Records shown
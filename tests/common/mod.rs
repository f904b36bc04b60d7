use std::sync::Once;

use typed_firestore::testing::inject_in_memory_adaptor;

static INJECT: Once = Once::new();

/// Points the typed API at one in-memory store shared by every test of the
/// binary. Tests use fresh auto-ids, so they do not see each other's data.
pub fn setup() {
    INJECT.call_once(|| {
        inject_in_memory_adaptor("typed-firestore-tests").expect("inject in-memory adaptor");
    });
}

Required action
Word for word and line for line, give the material again.

Output of the task
filename tests/common/mod.rs
repository f904b36bc04b60d7
use std::sync::Once;

use typed_firestore::testing::inject_in_memory_adaptor;

static INJECT: Once = Once::new();

/// Points the typed API at one in-memory store shared by every test of the
/// binary. Tests use fresh auto-ids, so they do not see each other's data.
pub fn setup() {
    INJECT.call_once(|| {
        inject_in_memory_adaptor("typed-firestore-tests").expect("inject in-memory adaptor");
    });
}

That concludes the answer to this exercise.